The occasion is marked by citizenship ceremonies and other official events but for many it is an opportunity to celebrate summer and our outdoor lifestyle rather than any particular allegiance to our nation.

In the light of the extreme weather being endured around the country over the past couple of months perhaps it is time to stop and really think about the words of the iconic poem penned by Dorothea Mackellar.  The second verse is the most well-known and oft quoted but to read and absorb the words of the entire poem really sums up how I feel about my home.  What better day than Australia Day to stop and remind ourselves of what it means to be Australian?

You can listen to the poem being read by the author in this video and the full text of the poem is below.

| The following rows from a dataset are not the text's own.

//! Driving loop and parameter estimation
//!
//! - [`simulator`] - forward filter plus optional backward pass in one call
//! - [`accumulator`] - stochastic approximation of the expected log-likelihood
//! - [`numeric`] - bounded Nelder-Mead M-step
//! - [`psaem`] - particle stochastic approximation EM

pub mod accumulator;
pub mod numeric;
pub mod psaem;
pub mod simulator;

pub use accumulator::{SufficientStatisticAccumulator, WeightedEnsemble};
pub use numeric::{maximize_numeric, BoundTransform, MStepOutcome};
pub use psaem::{IterationResult, Psaem, StopPredicate};
pub use simulator::{filter, simulate, SimulationResult};
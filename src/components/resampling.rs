//! Weight bookkeeping and resampling for particle populations.
//!
//! Weights live in the log domain. Normalization subtracts the maximum
//! before exponentiating so that a population whose likelihoods are all
//! tiny is still resolved correctly; only a population where *every*
//! weight is `-inf` is degenerate.

use rand::Rng;

use crate::common::linalg::{log_sum_exp, normalize_log_weights};
use crate::filter::errors::FilterError;

/// Shift log weights so that they normalize to one, in place.
///
/// # Errors
/// `DegenerateWeights` if every weight is `-inf` or any is NaN.
pub fn normalize_in_place(log_weights: &mut [f64], timestep: usize) -> Result<(), FilterError> {
    let log_sum = log_sum_exp(log_weights);
    if !log_sum.is_finite() || log_weights.iter().any(|w| w.is_nan()) {
        return Err(FilterError::DegenerateWeights { timestep });
    }
    log_weights.iter_mut().for_each(|w| *w -= log_sum);
    Ok(())
}

/// Effective sample size `1 / Σ wᵢ²` of normalized weights
pub fn effective_sample_size(weights: &[f64]) -> f64 {
    let sum_sq: f64 = weights.iter().map(|w| w * w).sum();
    if sum_sq > 0.0 {
        1.0 / sum_sq
    } else {
        0.0
    }
}

/// Effective sample size straight from log weights
pub fn effective_sample_size_log(log_weights: &[f64]) -> f64 {
    normalize_log_weights(log_weights)
        .map(|w| effective_sample_size(&w))
        .unwrap_or(0.0)
}

/// Systematic resampling
///
/// Draws one uniform offset in `[0, 1/count)` and selects `count` ancestor
/// indices at stride `1/count` along the cumulative distribution of the
/// normalized `weights`. The returned indices are non-decreasing.
pub fn systematic_resample<R: Rng + ?Sized>(
    rng: &mut R,
    weights: &[f64],
    count: usize,
) -> Vec<usize> {
    let n = weights.len();
    let mut ancestors = Vec::with_capacity(count);
    if n == 0 || count == 0 {
        return ancestors;
    }

    let step = 1.0 / count as f64;
    let offset: f64 = rng.gen::<f64>() * step;
    let mut i = 0;
    let mut cumsum = weights[0];
    for k in 0..count {
        let u = offset + k as f64 * step;
        while u > cumsum && i + 1 < n {
            i += 1;
            cumsum += weights[i];
        }
        ancestors.push(i);
    }
    ancestors
}

/// Draw a single index with probability proportional to `exp(log_weights)`
///
/// # Errors
/// `DegenerateWeights` (tagged with `timestep`) if no weight is finite.
pub fn sample_log_categorical<R: Rng + ?Sized>(
    rng: &mut R,
    log_weights: &[f64],
    timestep: usize,
) -> Result<usize, FilterError> {
    let weights =
        normalize_log_weights(log_weights).ok_or(FilterError::DegenerateWeights { timestep })?;
    Ok(sample_categorical(rng, &weights))
}

/// Draw a single index from normalized linear weights (inverse CDF)
pub fn sample_categorical<R: Rng + ?Sized>(rng: &mut R, weights: &[f64]) -> usize {
    let u: f64 = rng.gen();
    let mut cumsum = 0.0;
    for (i, w) in weights.iter().enumerate() {
        cumsum += w;
        if u < cumsum {
            return i;
        }
    }
    // Rounding can leave the total a hair below one.
    weights
        .iter()
        .rposition(|&w| w > 0.0)
        .unwrap_or(weights.len().saturating_sub(1))
}

#[cfg(test)]
mod tests {
    use super::*;
    use crate::common::rng::SimpleRng;

    #[test]
    fn test_normalize_in_place() {
        let mut lw = vec![-800.0, -801.0, -802.0];
        normalize_in_place(&mut lw, 0).unwrap();
        let sum: f64 = lw.iter().map(|w| w.exp()).sum();
        assert!((sum - 1.0).abs() < 1e-12);
    }

    #[test]
    fn test_normalize_degenerate() {
        let mut lw = vec![f64::NEG_INFINITY; 3];
        let err = normalize_in_place(&mut lw, 5).unwrap_err();
        assert!(matches!(err, FilterError::DegenerateWeights { timestep: 5 }));
    }

    #[test]
    fn test_ess_extremes() {
        assert!((effective_sample_size(&[0.25; 4]) - 4.0).abs() < 1e-12);
        assert!((effective_sample_size(&[1.0, 0.0, 0.0]) - 1.0).abs() < 1e-12);
        let lw = vec![(0.5f64).ln(), (0.5f64).ln()];
        assert!((effective_sample_size_log(&lw) - 2.0).abs() < 1e-12);
    }

    #[test]
    fn test_systematic_preserves_count() {
        let mut rng = SimpleRng::new(42);
        let weights = [0.1, 0.2, 0.3, 0.4];
        for count in [1, 4, 7, 100] {
            let idx = systematic_resample(&mut rng, &weights, count);
            assert_eq!(idx.len(), count);
            assert!(idx.windows(2).all(|w| w[0] <= w[1]));
            assert!(idx.iter().all(|&i| i < weights.len()));
        }
    }

    #[test]
    fn test_systematic_drops_zero_weight() {
        let mut rng = SimpleRng::new(1);
        let weights = [0.0, 0.5, 0.0, 0.5];
        let idx = systematic_resample(&mut rng, &weights, 10);
        assert!(idx.iter().all(|&i| i == 1 || i == 3));
        assert_eq!(idx.iter().filter(|&&i| i == 1).count(), 5);
    }

    #[test]
    fn test_systematic_uniform_is_identity() {
        let mut rng = SimpleRng::new(9);
        let weights = [0.2; 5];
        let idx = systematic_resample(&mut rng, &weights, 5);
        assert_eq!(idx, vec![0, 1, 2, 3, 4]);
    }

    #[test]
    fn test_categorical_frequencies() {
        let mut rng = SimpleRng::new(11);
        let lw = [0.1f64.ln(), 0.6f64.ln(), 0.3f64.ln()];
        let mut counts = [0usize; 3];
        let n = 20000;
        for _ in 0..n {
            counts[sample_log_categorical(&mut rng, &lw, 0).unwrap()] += 1;
        }
        assert!((counts[1] as f64 / n as f64 - 0.6).abs() < 0.02);
        assert!((counts[0] as f64 / n as f64 - 0.1).abs() < 0.02);
    }
}
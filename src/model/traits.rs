//! Model capability traits
//!
//! A model advertises what it can do by the traits it implements:
//!
//! - [`ParticleFiltering`] - the base contract: prior, propagation, measurement
//! - [`Smoothing`] - transition densities for backward simulation
//! - [`ParameterEstimation`] - parameter hooks for PSAEM
//!
//! Rao-Blackwellized models implement
//! [`MixedNlGaussian`](super::mixed::MixedNlGaussian) instead and are turned
//! into a [`ParticleFiltering`] + [`Smoothing`] model by
//! [`RaoBlackwellized`](super::mixed::RaoBlackwellized).
//!
//! Every batch operation works on all `N` particles of a step at once.

use nalgebra::DVector;
use rand::Rng;

use crate::filter::errors::FilterError;
use crate::paramest::accumulator::SufficientStatisticAccumulator;
use crate::paramest::numeric::{maximize_numeric, MStepOutcome};
use crate::types::{Observations, SmoothedTrajectory};

/// `Send + Sync` when the `rayon` feature is enabled, nothing otherwise
#[cfg(feature = "rayon")]
pub trait MaybeSync: Send + Sync {}
#[cfg(feature = "rayon")]
impl<T: Send + Sync + ?Sized> MaybeSync for T {}

/// `Send + Sync` when the `rayon` feature is enabled, nothing otherwise
#[cfg(not(feature = "rayon"))]
pub trait MaybeSync {}
#[cfg(not(feature = "rayon"))]
impl<T: ?Sized> MaybeSync for T {}

/// Base contract of a state-space model driven by a particle filter
pub trait ParticleFiltering {
    /// Per-particle state
    type Particle: Clone + std::fmt::Debug + MaybeSync;
    /// Per-particle process noise draw
    type Noise;
    /// Control input
    type Input: MaybeSync;
    /// Observation
    type Measurement: MaybeSync;

    /// Draw `n` particles from the prior
    fn create_initial_estimate<R: Rng + ?Sized>(
        &self,
        rng: &mut R,
        n: usize,
    ) -> Result<Vec<Self::Particle>, FilterError>;

    /// One independent process noise draw per particle
    fn sample_process_noise<R: Rng + ?Sized>(
        &self,
        rng: &mut R,
        particles: &[Self::Particle],
        u: Option<&Self::Input>,
        t: usize,
    ) -> Result<Vec<Self::Noise>, FilterError>;

    /// Deterministic propagation from step `t` to `t + 1` given the noise
    fn update(
        &self,
        particles: &mut [Self::Particle],
        u: Option<&Self::Input>,
        noise: &[Self::Noise],
        t: usize,
    ) -> Result<(), FilterError>;

    /// Per-particle log-likelihood of `y`
    ///
    /// Rao-Blackwellized models also condition their linear substate on `y`
    /// here, hence `&mut`. A missing observation must give `0.0` for every
    /// particle.
    fn measure(
        &self,
        particles: &mut [Self::Particle],
        y: Option<&Self::Measurement>,
        t: usize,
    ) -> Result<Vec<f64>, FilterError>;

    /// Sample noise, then propagate
    fn propagate<R: Rng + ?Sized>(
        &self,
        rng: &mut R,
        particles: &mut [Self::Particle],
        u: Option<&Self::Input>,
        t: usize,
    ) -> Result<(), FilterError> {
        let noise = self.sample_process_noise(rng, particles, u, t)?;
        self.update(particles, u, &noise, t)
    }

    /// First-stage weights of the auxiliary particle filter
    ///
    /// Log of an approximation of `p(y_{t+1} | x_t^i)` for every particle.
    /// Models without a look-ahead return `None`; models with one return
    /// `Some` for every call, including an empty batch, which is how the
    /// filter checks the capability before it starts.
    fn eval_first_stage_weights(
        &self,
        _particles: &[Self::Particle],
        _u: Option<&Self::Input>,
        _y: Option<&Self::Measurement>,
        _t: usize,
    ) -> Result<Option<Vec<f64>>, FilterError> {
        Ok(None)
    }

    /// Particle placed in the reference slot of the conditional filter
    ///
    /// Called once the reference's ancestor at step `t` has been chosen.
    /// The default keeps the reference as it is; models carrying sufficient
    /// statistics in the particle recompute them from the ancestor.
    fn conditional_particle(
        &self,
        _ancestor: &Self::Particle,
        reference: &Self::Particle,
        _u: Option<&Self::Input>,
        _t: usize,
    ) -> Result<Self::Particle, FilterError> {
        Ok(reference.clone())
    }
}

/// Transition densities for backward simulation and ancestor sampling
pub trait Smoothing: ParticleFiltering {
    /// `log p(next | particles[i])` for every particle at step `t`
    fn logp_xnext(
        &self,
        particles: &[Self::Particle],
        next: &Self::Particle,
        u: Option<&Self::Input>,
        t: usize,
    ) -> Result<Vec<f64>, FilterError>;

    /// Upper bound on `logp_xnext(particles, next, u, t)` over all `next`
    ///
    /// `None` means no bound is known; rejection sampling then always uses
    /// the exact weighted draw.
    fn logp_xnext_max(
        &self,
        _particles: &[Self::Particle],
        _u: Option<&Self::Input>,
        _t: usize,
    ) -> Result<Option<f64>, FilterError> {
        Ok(None)
    }

    /// Re-draw parts of a particle once its future is fixed
    ///
    /// `future` is the already smoothed particle at step `t + 1` (`None` at
    /// the final step). The default returns the particle unchanged.
    fn sample_smooth<R: Rng + ?Sized>(
        &self,
        _rng: &mut R,
        particle: &Self::Particle,
        _future: Option<&Self::Particle>,
        _u: Option<&Self::Input>,
        _t: usize,
    ) -> Result<Self::Particle, FilterError> {
        Ok(particle.clone())
    }
}

/// Parameter hooks for PSAEM
///
/// Parameters are an opaque vector; the engine never looks inside it. The
/// full-trajectory terms average over the `M` draws of an ensemble.
pub trait ParameterEstimation: Smoothing {
    /// Replace the model parameters
    fn set_params(&mut self, params: &DVector<f64>) -> Result<(), FilterError>;

    /// Current parameters
    fn params(&self) -> DVector<f64>;

    /// `(lower, upper)` bound of every parameter, `None` = unbounded
    fn param_bounds(&self) -> Vec<(Option<f64>, Option<f64>)>;

    /// Mean over the draws of `log p(x_0)`
    fn eval_logp_x0(&self, particles: &[Self::Particle], t: usize) -> Result<f64, FilterError>;

    /// Mean over the draws of `Σ_t log p(x_{t+1} | x_t)`
    fn eval_logp_xnext_fulltraj(
        &self,
        trajectory: &SmoothedTrajectory<Self::Particle>,
        obs: &Observations<Self::Input, Self::Measurement>,
    ) -> Result<f64, FilterError> {
        let m = trajectory.ancestor_count();
        if m == 0 {
            return Ok(0.0);
        }
        let mut total = 0.0;
        for k in 0..trajectory.len().saturating_sub(1) {
            let current = trajectory.at(k);
            let next = trajectory.at(k + 1);
            for j in 0..m {
                let lp = self.logp_xnext(&current[j..=j], &next[j], obs.u(k), obs.t(k))?;
                total += lp[0];
            }
        }
        Ok(total / m as f64)
    }

    /// Mean over the draws of `Σ_t log p(y_t | x_t)`
    fn eval_logp_y_fulltraj(
        &self,
        trajectory: &SmoothedTrajectory<Self::Particle>,
        obs: &Observations<Self::Input, Self::Measurement>,
    ) -> Result<f64, FilterError> {
        let m = trajectory.ancestor_count();
        if m == 0 {
            return Ok(0.0);
        }
        let mut total = 0.0;
        for k in 0..trajectory.len() {
            let mut particles = trajectory.at(k).to_vec();
            total += self
                .measure(&mut particles, obs.y(k), obs.t(k))?
                .iter()
                .sum::<f64>();
        }
        Ok(total / m as f64)
    }

    /// Closed-form M-step, when the model has one
    fn maximize_weighted_analytic(
        &self,
        _stats: &SufficientStatisticAccumulator<Self::Particle>,
        _obs: &Observations<Self::Input, Self::Measurement>,
    ) -> Result<Option<DVector<f64>>, FilterError> {
        Ok(None)
    }

    /// M-step: maximize the weighted expected complete-data log-likelihood
    ///
    /// Uses [`maximize_weighted_analytic`](Self::maximize_weighted_analytic)
    /// when available, otherwise a bounded numeric search capped at
    /// `max_iter` iterations. Leaves the model at the new parameters.
    fn maximize_weighted(
        &mut self,
        stats: &SufficientStatisticAccumulator<Self::Particle>,
        obs: &Observations<Self::Input, Self::Measurement>,
        max_iter: u64,
    ) -> Result<MStepOutcome, FilterError>
    where
        Self: Sized,
    {
        if let Some(params) = self.maximize_weighted_analytic(stats, obs)? {
            self.set_params(&params)?;
            let q_value = stats.expected_log_likelihood(self, obs)?;
            return Ok(MStepOutcome {
                params,
                q_value,
                converged: true,
                iterations: 0,
            });
        }
        maximize_numeric(self, stats, obs, max_iter)
    }
}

My Country by Dorothea Mackellar – 1885-1968, written in 1904

The love of field and coppice,
Of green and shaded lanes.
Of ordered woods and gardens
Is running in your veins,
Strong love of grey-blue distance
Brown streams and soft dim skies
I know but cannot share it,
My love is otherwise.

I love a sunburnt country,
A land of sweeping plains,
Of ragged mountain ranges,
Of droughts and flooding rains.
I love her far horizons,
I love her jewel-sea,
Her beauty and her terror –
The wide brown land for me!

A stark white ring-barked forest
All tragic to the moon,
The sapphire-misted mountains,
The hot gold hush of noon.
Green tangle of the brushes,
Where lithe lianas coil,
And orchids deck the tree-tops
And ferns the warm dark soil.

Core of my heart, my country!
Her pitiless blue sky,
When sick at heart, around us,
We see the cattle die –
But then the grey clouds gather,
And we can bless again
The drumming of an army,
The steady, soaking rain.

Core of my heart, my country!
Land of the Rainbow Gold,
For flood and fire and famine,
She pays us back threefold –
Over the thirsty paddocks,
Watch, after many days,
The filmy veil of greenness
That thickens as we gaze.

An opal-hearted country,
A wilful, lavish land –
All you who have not loved her,
You will not understand –
Though earth holds many splendours,
Wherever I may die,
I know to what brown country
My homing thoughts will fly.

This is another video titled “Celebration of a Nation” which was released for the Bicentenary in 1988.  It is a 15 minute potted history of the first 200 years of non-indigenous settlement and contains some interesting insights.

I hope you have a wonderful day wherever you are and whatever you are doing.

5 thoughts on “Australia Day

  1. Thank you Fairy this is indeed an uplifting post. I am an Aboriginal Elder and I live on the same land where my ancestors have been for the last 50,000 years. Aboriginal Australians are the oldest living continuous culture in the world. While my family cherish our culture and our connection to this land we do not labour too much over one of the most shameful episodes in Australia’s history. We often laughingly refer to it as ‘Invasion Day’. That lovely poem by Dorothea Mackellar is one that always brings a lump to my throat. We learnt all the verses during our singing lessons at School (I still remember most of them too) and ‘Our Country’ as well as the original National Anthem ‘God Save The Queen’ was always sung to open our weekly School assemblies.

  2. Thank you so much for your insight. I have heard it referred to as ‘Invasion Day’ and understand how it must have felt to your ancestors. Some of my ancestors, although not on the First Fleet, did come to this country under duress. Many others came of their own volition over the next 100 years or more.

    I remember most of the poems and songs learned at school, too.